▶ _WORK ORDER_: All of the records should be given again exactly as they appear.

[INFORMATION PROVIDED Boundary: Start]

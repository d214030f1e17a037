//! The `(lower, upper]` key interval.

use std::fmt;

use serde::{Deserialize, Serialize};

/// Smallest workload key.
pub const KEY_MIN: i64 = 0;

/// Largest workload key; the highest instance always ends here.
pub const KEY_MAX: i64 = i64::MAX;

/// A contiguous slice of the workload key space owned by one instance.
///
/// Ranges are half-open `(lower, upper]`, except that a range starting at
/// [`KEY_MIN`] also owns key `0` itself.
#[derive(Debug, Clone, Copy, PartialEq, Eq, Hash, Serialize, Deserialize)]
pub struct KeyRange {
    pub lower: i64,
    pub upper: i64,
}

impl KeyRange {
    /// The whole key space, owned by a solo instance.
    pub const FULL: KeyRange = KeyRange {
        lower: KEY_MIN,
        upper: KEY_MAX,
    };

    /// Create a range from its bounds.
    pub const fn new(lower: i64, upper: i64) -> Self {
        Self { lower, upper }
    }

    /// Whether this is the lowest range (closed on the left).
    pub const fn is_first(&self) -> bool {
        self.lower == KEY_MIN
    }

    /// Whether this is the highest range.
    pub const fn is_last(&self) -> bool {
        self.upper == KEY_MAX
    }

    /// Number of keys in the range, used to compare candidates for splitting.
    ///
    /// A first range gets `+1` for key `0`, unless it is the full space
    /// (whose true size does not fit in an `i64`).
    pub fn size(&self) -> i64 {
        let span = self.upper - self.lower;
        if self.lower == KEY_MIN && self.upper != KEY_MAX {
            span + 1
        } else {
            span
        }
    }

    /// Whether `key` falls inside the range.
    pub fn contains(&self, key: i64) -> bool {
        if key < KEY_MIN {
            return false;
        }
        (self.lower == KEY_MIN && key == KEY_MIN) || (self.lower < key && key <= self.upper)
    }
}

impl fmt::Display for KeyRange {
    fn fmt(&self, f: &mut fmt::Formatter<'_>) -> fmt::Result {
        if self.is_first() {
            write!(f, "[{}, {}]", self.lower, self.upper)
        } else {
            write!(f, "({}, {}]", self.lower, self.upper)
        }
    }
}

[INFORMATION PROVIDED Boundary: End]

▶ _SOLUTION TO THIS TASK_:
repository d214030f1e17a037
//! The `(lower, upper]` key interval.

use std::fmt;

use serde::{Deserialize, Serialize};

/// Smallest workload key.
pub const KEY_MIN: i64 = 0;

/// Largest workload key; the highest instance always ends here.
pub const KEY_MAX: i64 = i64::MAX;

/// A contiguous slice of the workload key space owned by one instance.
///
/// Ranges are half-open `(lower, upper]`, except that a range starting at
/// [`KEY_MIN`] also owns key `0` itself.
#[derive(Debug, Clone, Copy, PartialEq, Eq, Hash, Serialize, Deserialize)]
pub struct KeyRange {
    pub lower: i64,
    pub upper: i64,
}

impl KeyRange {
    /// The whole key space, owned by a solo instance.
    pub const FULL: KeyRange = KeyRange {
        lower: KEY_MIN,
        upper: KEY_MAX,
    };

    /// Create a range from its bounds.
    pub const fn new(lower: i64, upper: i64) -> Self {
        Self { lower, upper }
    }

    /// Whether this is the lowest range (closed on the left).
    pub const fn is_first(&self) -> bool {
        self.lower == KEY_MIN
    }

    /// Whether this is the highest range.
    pub const fn is_last(&self) -> bool {
        self.upper == KEY_MAX
    }

    /// Number of keys in the range, used to compare candidates for splitting.
    ///
    /// A first range gets `+1` for key `0`, unless it is the full space
    /// (whose true size does not fit in an `i64`).
    pub fn size(&self) -> i64 {
        let span = self.upper - self.lower;
        if self.lower == KEY_MIN && self.upper != KEY_MAX {
            span + 1
        } else {
            span
        }
    }

    /// Whether `key` falls inside the range.
    pub fn contains(&self, key: i64) -> bool {
        if key < KEY_MIN {
            return false;
        }
        (self.lower == KEY_MIN && key == KEY_MIN) || (self.lower < key && key <= self.upper)
    }
}

impl fmt::Display for KeyRange {
    fn fmt(&self, f: &mut fmt::Formatter<'_>) -> fmt::Result {
        if self.is_first() {
            write!(f, "[{}, {}]", self.lower, self.upper)
        } else {
            write!(f, "({}, {}]", self.lower, self.upper)
        }
    }
}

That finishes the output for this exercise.